Rebecca Fleetwood Hession [00:10:06]:
And again, what's really fascinating is the way that people assess how different they really are. And I feel really bad for the people that are not dog people when I use the word dog. You know, there are cat people out in the world, too, and people just look at them. What do you mean you don't like dogs? And then I watched the person who didn't have the word that everybody else had at the table just shrink back and feel bad for being their unique self, because we all want to be our unique self until we're in a group, and then we want us all to be the same, y'all. It doesn't work that way. It doesn't work that way. And so in order to really enjoy the benefit of being unique down to our fingerprints on purpose, for a purpose, we need a loving appreciation for our differences. And I'm going to constantly reference the episode I recorded last year with Eliza Kingsford that all of our thoughts come from love or fear.
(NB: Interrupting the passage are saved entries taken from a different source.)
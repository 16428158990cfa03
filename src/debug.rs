use std::sync::OnceLock;

static DEBUG_ENABLED: OnceLock<bool> = OnceLock::new();

/// Diagnostic printing is opt-in: set QRGEN_DEBUG in a debug build to
/// see the intermediate codeword blocks on stderr.
pub(crate) fn debug_enabled() -> bool {
    *DEBUG_ENABLED.get_or_init(|| std::env::var("QRGEN_DEBUG").is_ok())
}
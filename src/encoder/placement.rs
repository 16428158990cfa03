use super::function_mask::FunctionMask;
use super::{DATA_MODULE_COUNT, SIZE};

/// Where each of the 15 format bits lives, least significant bit
/// first. Every bit is written twice: the first position walks the
/// vertical run in column 8, the second the horizontal run in row 8.
/// Both runs skip the timing row/column.
pub const FORMAT_POSITIONS: [[(usize, usize); 2]; 15] = [
    [(0, 8), (8, 20)],
    [(1, 8), (8, 19)],
    [(2, 8), (8, 18)],
    [(3, 8), (8, 17)],
    [(4, 8), (8, 16)],
    [(5, 8), (8, 15)],
    [(7, 8), (8, 14)],
    [(8, 8), (8, 13)],
    [(14, 8), (8, 7)],
    [(15, 8), (8, 5)],
    [(16, 8), (8, 4)],
    [(17, 8), (8, 3)],
    [(18, 8), (8, 2)],
    [(19, 8), (8, 1)],
    [(20, 8), (8, 0)],
];

/// The order in which codeword bits fill the symbol: two-module wide
/// columns from the right edge leftward, snaking up then down, with
/// the vertical timing column skipped and function modules passed
/// over.
pub fn traversal_order(mask: &FunctionMask) -> Vec<(usize, usize)> {
    let size = SIZE as i32;
    let mut order = Vec::with_capacity(DATA_MODULE_COUNT);
    let mut row: i32 = size - 1;
    let mut dir: i32 = -1;
    let mut col: i32 = size - 1;
    while col > 0 {
        if col == 6 {
            col -= 1;
        }
        loop {
            for cc in [col, col - 1] {
                let (r, c) = (row as usize, cc as usize);
                if !mask.is_function(r, c) {
                    order.push((r, c));
                }
            }
            let next = row + dir;
            if next < 0 || next >= size {
                dir = -dir;
                break;
            }
            row = next;
        }
        col -= 2;
    }
    order
}

#[cfg(test)]
mod tests {
    use super::*;
    use crate::encoder::matrix_builder::MatrixBuilder;
    use std::collections::HashSet;

    #[test]
    fn test_format_positions_are_distinct_and_in_bounds() {
        let mut seen = HashSet::new();
        for pair in FORMAT_POSITIONS {
            for (row, col) in pair {
                assert!(row < SIZE && col < SIZE, "({}, {})", row, col);
                assert_ne!(row, 6);
                assert_ne!(col, 6);
                assert!(seen.insert((row, col)), "duplicate ({}, {})", row, col);
            }
        }
        assert_eq!(seen.len(), 30);
    }

    #[test]
    fn test_traversal_covers_every_data_module_once() {
        let builder = MatrixBuilder::new();
        let order = traversal_order(builder.function_mask());
        assert_eq!(order.len(), DATA_MODULE_COUNT);
        let unique: HashSet<_> = order.iter().copied().collect();
        assert_eq!(unique.len(), DATA_MODULE_COUNT);
    }

    #[test]
    fn test_traversal_starts_bottom_right_and_ends_left() {
        let builder = MatrixBuilder::new();
        let order = traversal_order(builder.function_mask());
        assert_eq!(&order[..4], &[(20, 20), (20, 19), (19, 20), (19, 19)]);
        assert_eq!(
            &order[order.len() - 4..],
            &[(11, 1), (11, 0), (12, 1), (12, 0)]
        );
    }

    #[test]
    fn test_traversal_skips_timing_column_and_function_modules() {
        let builder = MatrixBuilder::new();
        let order = traversal_order(builder.function_mask());
        for &(row, col) in &order {
            assert_ne!(col, 6, "timing column at ({}, {})", row, col);
            assert!(
                !builder.function_mask().is_function(row, col),
                "function module at ({}, {})",
                row,
                col
            );
        }
    }

    #[test]
    fn test_traversal_through_narrow_strip_left_of_finder() {
        // Columns 8/7 hold data only in rows 9..=12 between the finder
        // rings and the reserved format cells
        let builder = MatrixBuilder::new();
        let order = traversal_order(builder.function_mask());
        assert_eq!(
            &order[176..184],
            &[
                (12, 8),
                (12, 7),
                (11, 8),
                (11, 7),
                (10, 8),
                (10, 7),
                (9, 8),
                (9, 7)
            ]
        );
    }
}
Rebecca Fleetwood Hession [00:11:20]:
And when we come together with others with love, that's a love of their differences, not we're going to love them when they see the world like we do. But unfortunately, what shows up in that exercise a lot of times is a fear of differences in others. And so the more that we can go into this new year with curiosity about the differences in others versus this need for everybody to be similar to us in order for us to feel safe. We're going to have much richer conversations and we're going to have deeper relationships. And I encourage you to spend this year watching and reflecting on how you respond to the differences in others. I mean, my goodness, this past election year was enough to send us all into a tizzy about that, huh? We're all supposed to have different perspectives. And as I give you these reflection questions around connection this week, I wanted to set up that context that we're. If we want to be honored for our uniqueness and our authenticity and we have to honor others, well, we have to.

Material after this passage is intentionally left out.